James Baldwin was a key figure of the civil rights movement, as well as an essayist, novelist, playwright, and poet. He is known for his work’s social criticism and its role exposing truths about racism and anti-gay bias in America. He was born August 2, 1924, in New York City, the oldest of nine children. Baldwin and his siblings grew up in poverty in Harlem, an upbringing that not only heightened his observational skills but also his ability to provide honest and heartfelt commentary on social class in America. While attending Frederick Douglass Junior High School, one of his teachers and mentors was Countee Cullen, who was also a poet of the Harlem Renaissance. With this kind of tutelage, Baldwin began to write and edit for the local school literary magazine called Magpie (“An Introduction to James Baldwin.” National Museum of African American History & Culture, Smithsonian).

Though he was never a teacher in an official capacity, he spent his formative years (between age 14 and 17) as a preacher at the Fireside Pentecostal Assembly. Preaching helped him develop an idiosyncratic rhetorical style that blended reflection, revitalization, and activism, and infused his writing with biblical and mythological metaphors, allusions, themes, and symbols. Despite his love for the church, Baldwin began to question several of its tenants, including its teaching on being gay. In his book The Fire Next Time, Baldwin wrote, “if the concept of God has any validity or any use, it can only be to make us larger, freer, and more loving.
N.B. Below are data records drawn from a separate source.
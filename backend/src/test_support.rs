//! Test utilities shared by unit tests and the integration suites under
//! `tests/`. Compiled for tests or with the `test-support` feature.

use std::sync::Arc;

use actix_web::dev::{ServiceFactory, ServiceRequest, ServiceResponse};
use actix_web::{App, web};

use crate::Trace;
use crate::domain::RegistrationService;
use crate::domain::ports::ScriptedReferralCodeSource;
use crate::inbound::http::configure_api;
use crate::inbound::http::cors::allow_any_origin;
use crate::inbound::http::state::HttpState;
use crate::outbound::memory::InMemoryUserRepository;

/// Handler state over a freshly seeded store whose generated referral codes
/// end in the numbers of `script`, replayed cyclically.
///
/// # Panics
/// Panics if the demo users fail validation.
///
/// # Examples
/// ```
/// use referrals::test_support::seeded_state;
///
/// let _state = seeded_state([7, 8, 9]);
/// ```
#[must_use]
pub fn seeded_state(script: impl IntoIterator<Item = u16>) -> web::Data<HttpState> {
    let repo = InMemoryUserRepository::seeded().expect("demo users are valid");
    let service = Arc::new(RegistrationService::new(
        Arc::new(repo),
        Arc::new(ScriptedReferralCodeSource::new(script)),
    ));
    web::Data::new(HttpState::new(service.clone(), service))
}

/// API application wired the way the server wires it, minus static assets
/// and Swagger UI.
pub fn test_app(
    state: web::Data<HttpState>,
) -> App<
    impl ServiceFactory<
        ServiceRequest,
        Config = (),
        Response = ServiceResponse,
        Error = actix_web::Error,
        InitError = (),
    >,
> {
    App::new()
        .app_data(state)
        .wrap(Trace)
        .wrap(allow_any_origin())
        .configure(configure_api)
}
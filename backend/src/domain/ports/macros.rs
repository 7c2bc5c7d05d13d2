//! Helper macro for declaring port error enums with snake-case constructors.

macro_rules! define_port_error {
    (@ctor $variant:ident) => {
        ::paste::paste! {
            #[doc = concat!("Build the `", stringify!($variant), "` variant.")]
            pub fn [<$variant:snake>]() -> Self {
                Self::$variant
            }
        }
    };

    (@ctor $variant:ident { $($field:ident : $ty:ty),* $(,)? }) => {
        define_port_error!(@ctor_impl $variant () () $( $field : $ty, )*);
    };

    (@ctor_impl $variant:ident ($($params:tt)*) ($($inits:tt)*) ) => {
        ::paste::paste! {
            #[doc = concat!("Build the `", stringify!($variant), "` variant.")]
            pub fn [<$variant:snake>]($($params)*) -> Self {
                Self::$variant { $($inits)* }
            }
        }
    };

    (@ctor_impl $variant:ident ($($params:tt)*) ($($inits:tt)*) $field:ident : $ty:ty, $($rest:tt)*) => {
        define_port_error!(
            @ctor_impl
            $variant
            ($($params)* $field: impl Into<$ty>,)
            ($($inits)* $field: $field.into(),)
            $($rest)*
        );
    };
    (
        $(#[$outer:meta])*
        pub enum $name:ident {
            $(
                $(#[$variant_meta:meta])*
                $variant:ident $( { $($field:ident : $ty:ty),* $(,)? } )? => $message:expr
            ),* $(,)?
        }
    ) => {
        $(#[$outer])*
        #[derive(Debug, Clone, PartialEq, Eq, thiserror::Error)]
        pub enum $name {
            $(
                $(#[$variant_meta])*
                #[error($message)]
                $variant $( { $($field : $ty),* } )?,
            )*
        }

        impl $name {
            $(
                define_port_error!(@ctor $variant $( { $($field : $ty),* } )?);
            )*
        }
    };
}

pub(crate) use define_port_error;
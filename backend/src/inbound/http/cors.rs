//! Permissive cross-origin access for browser clients.
//!
//! Every response allows any origin. Preflight requests under `/api` are
//! answered directly with the allowed methods and headers.

use actix_web::HttpResponse;
use actix_web::http::header;
use actix_web::middleware::DefaultHeaders;

const ALLOWED_METHODS: &str = "GET, POST, OPTIONS";
const ALLOWED_HEADERS: &str = "Content-Type";

/// Middleware adding `Access-Control-Allow-Origin: *` to every response.
///
/// # Examples
/// ```
/// use actix_web::App;
/// use referrals::inbound::http::cors::allow_any_origin;
///
/// let _app = App::new().wrap(allow_any_origin());
/// ```
#[must_use]
pub fn allow_any_origin() -> DefaultHeaders {
    DefaultHeaders::new().add((header::ACCESS_CONTROL_ALLOW_ORIGIN, "*"))
}

/// Answer a CORS preflight with 204.
pub async fn preflight() -> HttpResponse {
    HttpResponse::NoContent()
        .insert_header((header::ACCESS_CONTROL_ALLOW_METHODS, ALLOWED_METHODS))
        .insert_header((header::ACCESS_CONTROL_ALLOW_HEADERS, ALLOWED_HEADERS))
        .finish()
}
If God cannot do this, it is time we got rid of him” (“An Introduction to James Baldwin”). This ability to question the institutions that structured his world added a fire to Baldwin’s writings throughout his adulthood.

Baldwin did not attend college. He took his role as eldest brother seriously and helped around the house as much as possible. He worked menial jobs, trying to fulfill his dream of becoming a writer while working day jobs and playing guitar at cafes in Greenwich Village. It was at this time that he met Richard Wright, one of the most famous African American writers of the day. Wright’s work about the state of race in American informed Baldwin’s opinions and inspired him to root his activism in writing and storytelling. Unlike Wright, however, Baldwin had misgivings about the approach and eventual impact of protest art, and their friendship faltered as a result.
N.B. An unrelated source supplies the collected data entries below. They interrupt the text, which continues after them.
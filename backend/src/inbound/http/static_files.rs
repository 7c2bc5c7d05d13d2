//! Static front-end assets served from a capability-scoped directory.
//!
//! Only direct children of the asset directory are reachable: the route
//! pattern admits a single path segment and `cap_std` refuses lookups that
//! would escape the directory.

use std::io;
use std::path::Path;
use std::sync::Arc;

use actix_web::http::header;
use actix_web::{HttpResponse, get, web};
use cap_std::{ambient_authority, fs::Dir};
use tracing::{debug, error};

use crate::domain::{ApiResult, Error};

const INDEX_FILE: &str = "index.html";
const NOT_FOUND_MESSAGE: &str = "Not found";

/// Handle on the directory holding the static page.
#[derive(Clone)]
pub struct StaticAssets {
    dir: Arc<Dir>,
}

impl StaticAssets {
    /// Open `path` as the asset root.
    ///
    /// # Errors
    /// Returns the I/O error raised while opening the directory.
    pub fn open(path: &Path) -> io::Result<Self> {
        let dir = Dir::open_ambient_dir(path, ambient_authority())?;
        Ok(Self { dir: Arc::new(dir) })
    }

    async fn serve(&self, name: String) -> ApiResult<HttpResponse> {
        let dir = Arc::clone(&self.dir);
        let lookup = name.clone();
        let bytes = web::block(move || dir.read(Path::new(&lookup)))
            .await
            .map_err(|err| Error::internal(format!("static asset task failed: {err}")))?
            .map_err(|err| map_read_error(&name, &err))?;

        Ok(HttpResponse::Ok()
            .insert_header((header::CONTENT_TYPE, content_type_for(&name)))
            .body(bytes))
    }
}

fn map_read_error(name: &str, err: &io::Error) -> Error {
    match err.kind() {
        io::ErrorKind::NotFound
        | io::ErrorKind::PermissionDenied
        | io::ErrorKind::IsADirectory
        | io::ErrorKind::InvalidInput => {
            debug!(asset = name, error = %err, "static asset unavailable");
            Error::not_found(NOT_FOUND_MESSAGE)
        }
        _ => {
            error!(asset = name, error = %err, "static asset read failed");
            Error::internal(format!("failed to read static asset {name}: {err}"))
        }
    }
}

fn content_type_for(name: &str) -> &'static str {
    let extension = Path::new(name)
        .extension()
        .and_then(|ext| ext.to_str())
        .map(str::to_ascii_lowercase);
    match extension.as_deref() {
        Some("html" | "htm") => "text/html; charset=utf-8",
        Some("js" | "mjs") => "text/javascript; charset=utf-8",
        Some("css") => "text/css; charset=utf-8",
        Some("json") => "application/json",
        Some("svg") => "image/svg+xml",
        Some("png") => "image/png",
        Some("ico") => "image/x-icon",
        Some("txt") => "text/plain; charset=utf-8",
        _ => "application/octet-stream",
    }
}

/// Serve the front page.
#[get("/")]
pub async fn index(assets: web::Data<StaticAssets>) -> ApiResult<HttpResponse> {
    assets.serve(INDEX_FILE.to_owned()).await
}

/// Serve a top-level asset such as `script.js`.
#[get("/{file}")]
pub async fn asset(
    assets: web::Data<StaticAssets>,
    file: web::Path<String>,
) -> ApiResult<HttpResponse> {
    assets.serve(file.into_inner()).await
}
//! Port abstraction for user storage adapters and their errors.
use async_trait::async_trait;

use crate::domain::{NewUser, User, UserId};

use super::define_port_error;

define_port_error! {
    /// Storage errors raised by user repository adapters.
    pub enum UserRepositoryError {
        /// The backing store could not be reached.
        Connection { message: String } => "user repository connection failed: {message}",
        /// A read or write failed during execution.
        Query { message: String } => "user repository query failed: {message}",
    }
}

/// Ordered user store.
///
/// Adapters keep insertion order and assign identifiers sequentially on
/// [`UserRepository::append`]. Email and referral code lookups are exact
/// and case-sensitive.
#[cfg_attr(test, mockall::automock)]
#[async_trait]
pub trait UserRepository: Send + Sync {
    /// Every user in insertion order.
    async fn list_all(&self) -> Result<Vec<User>, UserRepositoryError>;

    /// First user whose email equals `email`.
    async fn find_by_email(&self, email: &str) -> Result<Option<User>, UserRepositoryError>;

    /// First user whose referral code equals `code`.
    async fn find_by_referral_code(&self, code: &str)
    -> Result<Option<User>, UserRepositoryError>;

    /// Assign the next identifier to `user` and store it at the end.
    async fn append(&self, user: NewUser) -> Result<User, UserRepositoryError>;

    /// Store `user` and add `amount` points to `referrer` as one write.
    ///
    /// Returns `None` and leaves the store untouched when `referrer` does
    /// not exist.
    async fn append_referred(
        &self,
        user: NewUser,
        referrer: UserId,
        amount: u64,
    ) -> Result<Option<User>, UserRepositoryError>;
}
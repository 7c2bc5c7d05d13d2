//! Print the OpenAPI document as JSON.

use std::io::{self, Write};

use referrals::doc::ApiDoc;
use utoipa::OpenApi;

fn main() -> io::Result<()> {
    let json = ApiDoc::openapi()
        .to_pretty_json()
        .map_err(io::Error::other)?;
    let mut stdout = io::stdout().lock();
    writeln!(stdout, "{json}")
}
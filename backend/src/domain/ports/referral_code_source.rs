//! Port supplying the numeric suffix of generated referral codes.

use std::sync::atomic::{AtomicUsize, Ordering};

use crate::domain::REFERRAL_NUMBER_MAX;

/// Source of referral code suffixes.
///
/// Implementations return a value in `0..=REFERRAL_NUMBER_MAX`. Larger
/// values are clamped by the caller.
#[cfg_attr(test, mockall::automock)]
pub trait ReferralCodeSource: Send + Sync {
    /// Next suffix to try.
    fn next_number(&self) -> u16;
}

/// Deterministic source that replays a fixed script, wrapping around at the
/// end. An empty script always yields `0`.
///
/// # Examples
/// ```
/// use referrals::domain::ports::{ReferralCodeSource, ScriptedReferralCodeSource};
///
/// let source = ScriptedReferralCodeSource::new([7, 42]);
/// assert_eq!(source.next_number(), 7);
/// assert_eq!(source.next_number(), 42);
/// assert_eq!(source.next_number(), 7);
/// ```
#[derive(Debug, Default)]
pub struct ScriptedReferralCodeSource {
    script: Vec<u16>,
    cursor: AtomicUsize,
}

impl ScriptedReferralCodeSource {
    /// Replay `script` in order.
    pub fn new(script: impl IntoIterator<Item = u16>) -> Self {
        Self {
            script: script.into_iter().collect(),
            cursor: AtomicUsize::new(0),
        }
    }
}

impl ReferralCodeSource for ScriptedReferralCodeSource {
    fn next_number(&self) -> u16 {
        if self.script.is_empty() {
            return 0;
        }
        let index = self.cursor.fetch_add(1, Ordering::Relaxed) % self.script.len();
        self.script
            .get(index)
            .copied()
            .unwrap_or_default()
            .min(REFERRAL_NUMBER_MAX)
    }
}
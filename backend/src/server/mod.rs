//! Server construction and middleware wiring.

mod config;
mod settings;

pub use config::ServerConfig;
pub use settings::ServerSettings;

use std::future::Future;
use std::sync::Arc;

use actix_web::dev::{Server, ServiceFactory, ServiceRequest, ServiceResponse};
use actix_web::{App, HttpServer, web};
use tracing::{info, warn};
#[cfg(debug_assertions)]
use utoipa::OpenApi;
#[cfg(debug_assertions)]
use utoipa_swagger_ui::SwaggerUi;

use referrals::Trace;
#[cfg(debug_assertions)]
use referrals::doc::ApiDoc;
use referrals::domain::RegistrationService;
use referrals::inbound::http::configure_api;
use referrals::inbound::http::cors::allow_any_origin;
use referrals::inbound::http::health::{HealthState, live, ready};
use referrals::inbound::http::state::HttpState;
use referrals::inbound::http::static_files::{StaticAssets, asset, index};
use referrals::outbound::memory::InMemoryUserRepository;
use referrals::outbound::referral_codes::RandomReferralCodes;

#[derive(Clone)]
struct AppDependencies {
    health_state: web::Data<HealthState>,
    http_state: web::Data<HttpState>,
    static_assets: Option<web::Data<StaticAssets>>,
}

fn build_app(
    deps: AppDependencies,
) -> App<
    impl ServiceFactory<
        ServiceRequest,
        Config = (),
        Response = ServiceResponse,
        Error = actix_web::Error,
        InitError = (),
    >,
> {
    let AppDependencies {
        health_state,
        http_state,
        static_assets,
    } = deps;

    let app = App::new()
        .app_data(health_state)
        .app_data(http_state)
        .wrap(Trace)
        .wrap(allow_any_origin())
        .configure(configure_api)
        .service(ready)
        .service(live);

    #[cfg(debug_assertions)]
    let app = app.service(
        SwaggerUi::new("/docs/{_:.*}").url("/api-docs/openapi.json", ApiDoc::openapi()),
    );

    // Registered last: `/{file}` would otherwise shadow single-segment routes.
    app.configure(move |cfg| {
        if let Some(assets) = static_assets {
            cfg.app_data(assets).service(index).service(asset);
        }
    })
}

fn build_http_state() -> std::io::Result<web::Data<HttpState>> {
    let repo = InMemoryUserRepository::seeded()
        .map_err(|err| std::io::Error::other(format!("invalid demo users: {err}")))?;
    let service = Arc::new(RegistrationService::new(
        Arc::new(repo),
        Arc::new(RandomReferralCodes),
    ));
    Ok(web::Data::new(HttpState::new(service.clone(), service)))
}

fn open_static_assets(config: &ServerConfig) -> Option<web::Data<StaticAssets>> {
    let dir = config.static_dir.as_ref()?;
    match StaticAssets::open(dir) {
        Ok(assets) => Some(web::Data::new(assets)),
        Err(error) => {
            warn!(path = %dir.display(), %error, "static assets unavailable; serving API only");
            None
        }
    }
}

async fn drain_after<S>(interrupt: S, health_state: web::Data<HealthState>)
where
    S: Future<Output = std::io::Result<()>>,
{
    match interrupt.await {
        Ok(()) => {
            info!("interrupt received; draining");
            health_state.begin_draining();
        }
        Err(error) => warn!(%error, "interrupt listener unavailable"),
    }
}

/// Construct an Actix HTTP server over a freshly seeded user store.
///
/// # Errors
/// Propagates [`std::io::Error`] when seeding fails or the socket cannot be
/// bound.
pub fn create_server(
    health_state: web::Data<HealthState>,
    config: ServerConfig,
) -> std::io::Result<Server> {
    let server_health_state = health_state.clone();
    let http_state = build_http_state()?;
    let static_assets = open_static_assets(&config);
    let bind_addr = config.bind_addr;

    let server = HttpServer::new(move || {
        build_app(AppDependencies {
            health_state: server_health_state.clone(),
            http_state: http_state.clone(),
            static_assets: static_assets.clone(),
        })
    })
    .bind(bind_addr)?;

    for addr in server.addrs() {
        info!(%addr, "listening");
    }

    let server = server.run();
    actix_web::rt::spawn(drain_after(tokio::signal::ctrl_c(), health_state.clone()));
    health_state.mark_ready();
    Ok(server)
}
Baldwin moved to Paris at age 24. According to Kendall Thomas, professor of law and critical race studies at Columbia University, this move was twofold: Baldwin needed to leave his country because it was mired in racism, and he needed to leave Harlem because of its anti-gay bias (“An Introduction to James Baldwin”). When reflecting on this move in an interview with The Paris Review in 1984, Baldwin recalled, “My luck was running out. I was going to go to jail, I was going to kill somebody or be killed” (Baldwin, James. “James Baldwin, the Art of Fiction No. 78.” Interview by Jordan Elgrably. The Paris Review, no. 91, 1984). In Paris, Baldwin the writer was revived. There, he rekindled his connection with Richard Wright and met Maya Angelou for the first time.
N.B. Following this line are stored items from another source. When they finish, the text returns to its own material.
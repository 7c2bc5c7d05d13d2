//! User API handlers.
//!
//! ```text
//! GET  /api/users
//! POST /api/register {"name":"Ada","email":"ada@example.com","referralCode":"ALICE123"}
//! GET  /api/users/ALICE123
//! ```

use actix_web::{HttpResponse, get, post, web};
use serde::{Deserialize, Serialize};
use utoipa::ToSchema;

use crate::domain::ports::RegistrationRequest;
use crate::domain::{ApiResult, User};
use crate::inbound::http::error::ErrorBody;
use crate::inbound::http::state::HttpState;

const REGISTERED_MESSAGE: &str = "User registered successfully";

/// Registration body for `POST /api/register`.
///
/// Every field is optional at the wire level so that absent fields reach
/// domain validation and produce its messages.
#[derive(Debug, Clone, Default, Deserialize, Serialize, ToSchema)]
#[serde(rename_all = "camelCase")]
pub struct RegisterRequest {
    /// Display name; surrounding whitespace is trimmed.
    #[schema(example = "Ada Lovelace")]
    pub name: Option<String>,
    /// Unique email; surrounding whitespace is trimmed.
    #[schema(example = "ada@example.com")]
    pub email: Option<String>,
    /// Code of an existing user to credit.
    #[schema(example = "ALICE123")]
    pub referral_code: Option<String>,
}

impl From<RegisterRequest> for RegistrationRequest {
    fn from(value: RegisterRequest) -> Self {
        Self {
            name: value.name,
            email: value.email,
            referral_code: value.referral_code,
        }
    }
}

/// Body returned after a successful registration.
#[derive(Debug, Clone, Deserialize, Serialize, ToSchema)]
pub struct RegisterResponse {
    /// Confirmation text.
    #[schema(example = "User registered successfully")]
    pub message: String,
    /// The stored user.
    pub user: User,
}

/// List every registered user in registration order.
///
/// # Examples
/// ```
/// use actix_web::App;
/// use referrals::inbound::http::users::list_users;
///
/// let app = App::new().service(list_users);
/// ```
#[utoipa::path(
    get,
    path = "/api/users",
    responses(
        (status = 200, description = "Users", body = [User]),
        (status = 500, description = "Internal server error", body = ErrorBody)
    ),
    tags = ["users"],
    operation_id = "listUsers"
)]
#[get("/users")]
pub async fn list_users(state: web::Data<HttpState>) -> ApiResult<web::Json<Vec<User>>> {
    let users = state.users.list_users().await?;
    Ok(web::Json(users))
}

/// Register a user, optionally crediting a referrer.
#[utoipa::path(
    post,
    path = "/api/register",
    request_body = RegisterRequest,
    responses(
        (status = 201, description = "User registered", body = RegisterResponse),
        (status = 400, description = "Missing or blank fields, duplicate email, unknown referral code or malformed JSON", body = ErrorBody),
        (status = 500, description = "Internal server error", body = ErrorBody)
    ),
    tags = ["users"],
    operation_id = "register"
)]
#[post("/register")]
pub async fn register(
    state: web::Data<HttpState>,
    payload: web::Json<RegisterRequest>,
) -> ApiResult<HttpResponse> {
    let receipt = state
        .registration
        .register(payload.into_inner().into())
        .await?;
    Ok(HttpResponse::Created().json(RegisterResponse {
        message: REGISTERED_MESSAGE.to_owned(),
        user: receipt.user,
    }))
}

/// Fetch the user who owns a referral code.
#[utoipa::path(
    get,
    path = "/api/users/{referral_code}",
    params(("referral_code" = String, Path, description = "Exact, case-sensitive referral code")),
    responses(
        (status = 200, description = "User", body = User),
        (status = 404, description = "User not found", body = ErrorBody),
        (status = 500, description = "Internal server error", body = ErrorBody)
    ),
    tags = ["users"],
    operation_id = "findUserByReferralCode"
)]
#[get("/users/{referral_code}")]
pub async fn find_user_by_referral_code(
    state: web::Data<HttpState>,
    path: web::Path<String>,
) -> ApiResult<web::Json<User>> {
    let user = state.users.find_by_referral_code(&path).await?;
    Ok(web::Json(user))
}
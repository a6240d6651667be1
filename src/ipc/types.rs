use std::path::PathBuf;
use std::time::Duration;

use rusqlite::Connection;
use serde::Deserialize;

#[derive(Debug, Deserialize, Clone)]
pub struct Request {
    pub id: String,
    pub method: String,
    #[serde(default)]
    pub params: serde_json::Value,
    /// Caller identity resolved by the host. Absent for anonymous callers.
    #[serde(default, rename = "userId")]
    pub user_id: Option<String>,
}

pub struct AppState {
    pub workspace: Option<PathBuf>,
    pub db: Option<Connection>,
    pub busy_timeout: Duration,
}

impl AppState {
    pub fn new(busy_timeout: Duration) -> Self {
        Self {
            workspace: None,
            db: None,
            busy_timeout,
        }
    }
}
For 40 years, Baldwin lived abroad with occasional returns to New York City. Despite this, he was powerfully affected by the civil rights movement in America—including the deaths of Medgar Evers, Malcolm X, and Martin Luther King Jr. The movement reinvigorated his writing and his activism about the demobilization of racism and the toll it was taking on young people. “A Talk to Teachers” is only one of many writings that evinces this.